Sophos Cloud Optix
Microsoft has just published an advisory about a remotely-exploitable vulnerability in the Windows graphics rendering engine. A patch isn’t available yet, but with Patch Tuesday just a week away, we can hope that it will be knocked on the head then.
The bug was presented as a sort-of “hacker case study” at a recent hacking convention in Korea, and a working exploit was recently added to the freely-available Metaspolit Framework by a developer named jduck.
Fortunately, the Metasploit exploit code is rather limited, officially targeting only Windows 2000 and Windows XP SP3, but it does serve as a documented proof-of-concept for anyone who cares to study it.
According to jduck (no relation to me – his real name is Joshua Drake, geddit?), the vulnerability exists in code which processes a DIB (device-independent bitmap), allowing a “stack-based buffer overflow in the handling of thumbnails within .MIC files and various Office documents.”
This isn’t the first time that Microsoft has been hit by security problems processing graphical objects.
A calculation flaw in handling JPEG files led to a remotely exploitable hole in September 2004, a long-forgotten feature-turned-bug in WMF (Windows Metafile) handling forced an out-of-band security fix in January 2006, and in August 2010, bitmap-handling code was the culprit in a kernel vulnerability which allowed unprivileged users to crash Windows computers at will.
Sadly, our increasing insistence that everything we see on the internet to be served up in a sea of graphical gewgaws comes with considerable risk: greatly increased code complexity, the unrelenting enemy of computer security.
(Note: Sophos detects and blocks files containing the necessary malformed data to trigger this vulnerability, officially known as CVE-2010-3970, as Mal/CVE3970-A. Additional information is available in Sophos Knowledgebase article 112818.)
"Fortunately, the Metasploit exploit code is rather limited, officially targeting only Windows 2000 and Windows XP SP3"
Really? Odd, since the very article you linked lists:
Affected Software
Windows XP Service Pack 3
Windows XP Professional x64 Edition Service Pack 2
Windows Server 2003 Service Pack 2
Windows Server 2003 x64 Edition Service Pack 2
Windows Server 2003 with SP2 for Itanium-based Systems
Windows Vista Service Pack 1 and Windows Vista Service Pack 2
Windows Vista x64 Edition Service Pack 1 and Windows Vista x64 Edition Service Pack 2
Windows Server 2008 for 32-bit Systems and Windows Server 2008 for 32-bit Systems Service Pack 2**
Windows Server 2008 for x64-based Systems and Windows Server 2008 for x64-based Systems Service Pack 2**
Windows Server 2008 for Itanium-based Systems and Windows Server 2008 for Itanium-based Systems Service Pack 2
Not odd – just fortunate 🙂 Microsoft has listed the potentially vulnerable platforms, which is, thankfully, a superset of those currenty exploitable by Metasploit code.

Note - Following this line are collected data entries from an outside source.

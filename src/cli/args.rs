//! CLI argument definitions

use std::io::IsTerminal;

use clap::{Parser, ValueEnum};

use crate::consts::DEFAULT_INTERVAL_SECS;

#[derive(Debug, Clone, Copy, Default, ValueEnum, PartialEq)]
pub(crate) enum ColorMode {
    /// Auto-detect based on terminal (default)
    #[default]
    Auto,
    /// Always use colors
    Always,
    /// Never use colors
    Never,
}

#[derive(Parser)]
#[command(name = "slotwatch")]
#[command(about = "Watch the 42 intra for correction slots and get notified", version)]
pub(crate) struct Args {
    /// Project to watch, e.g. "libft" (prompted for when omitted)
    #[arg(short, long)]
    pub(crate) project: Option<String>,

    /// Team id the slot must belong to (prompted for when omitted)
    #[arg(short, long)]
    pub(crate) team_id: Option<String>,

    /// Intra session cookie value (prompted for when omitted)
    #[arg(long, env = "INTRA_SESSION_TOKEN", hide_env_values = true)]
    pub(crate) token: Option<String>,

    /// Accept slots up to this many days ahead (prompted for when omitted)
    #[arg(short, long)]
    pub(crate) days: Option<u32>,

    /// Seconds between polls
    #[arg(
        short,
        long,
        default_value_t = DEFAULT_INTERVAL_SECS,
        value_parser = clap::value_parser!(u64).range(1..)
    )]
    pub(crate) interval: u64,

    /// Stop after the first notification instead of watching for more
    #[arg(long)]
    pub(crate) once: bool,

    /// Give up after this many consecutive failed polls (0 = keep trying)
    #[arg(long, value_name = "N", default_value_t = 0)]
    pub(crate) max_failures: u32,

    /// Color output mode
    #[arg(long, value_enum, default_value = "auto")]
    pub(crate) color: ColorMode,

    /// Disable colored output (shorthand for --color=never)
    #[arg(long)]
    pub(crate) no_color: bool,
}

impl Args {
    pub(crate) fn use_color(&self) -> bool {
        if self.no_color {
            return false;
        }
        match self.color {
            ColorMode::Always => true,
            ColorMode::Never => false,
            ColorMode::Auto => std::io::stdout().is_terminal(),
        }
    }
}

Perhaps the author of the Metasploit code thought it would be better for the world at large if he didn't reveal how to hit any and every potentially vulnerable system? Sort of "partial responsible disclosure"?
(Only joking. That's not the Metasploit way. Guess he just didn't figure out how to attack the other potential victim platforms yet – there's a snippet of code for Win2K3 SP2, but it's incomplete and commented out with a note that it's "not clear" how to make things work there.)
Doh. Replying to self.
I see what you mean – no Windows 2000 on the Microsoft list. I think that's deliberate – it's not considered a "platform" any more. In euphemistic modern jargon, it's been end-of-lifed.
As the Metasploit code observes, in what one hopes is a rhetorical question, "Windows 2000 is a soft target… You're not still using it are you?"
Use Linux (Ubuntu)
Its free, safe and secure.
Well, I believe Microsoft should label their operating systems with promise numbers instead of release numbers. I stopped using Windoze since they promised to fix Windoze NT 3.51 with Windoze promise number 4. Windows NT 1 & 2 are not even promises as they went straight into the crapper. These promises were more like used toilet paper. They were a little too rough and already full of crap. Did anyone see what happened to Windows promise # 5?
Microsoft, putting the No in innovation.
And still the people eat poo because they are told it is good for them!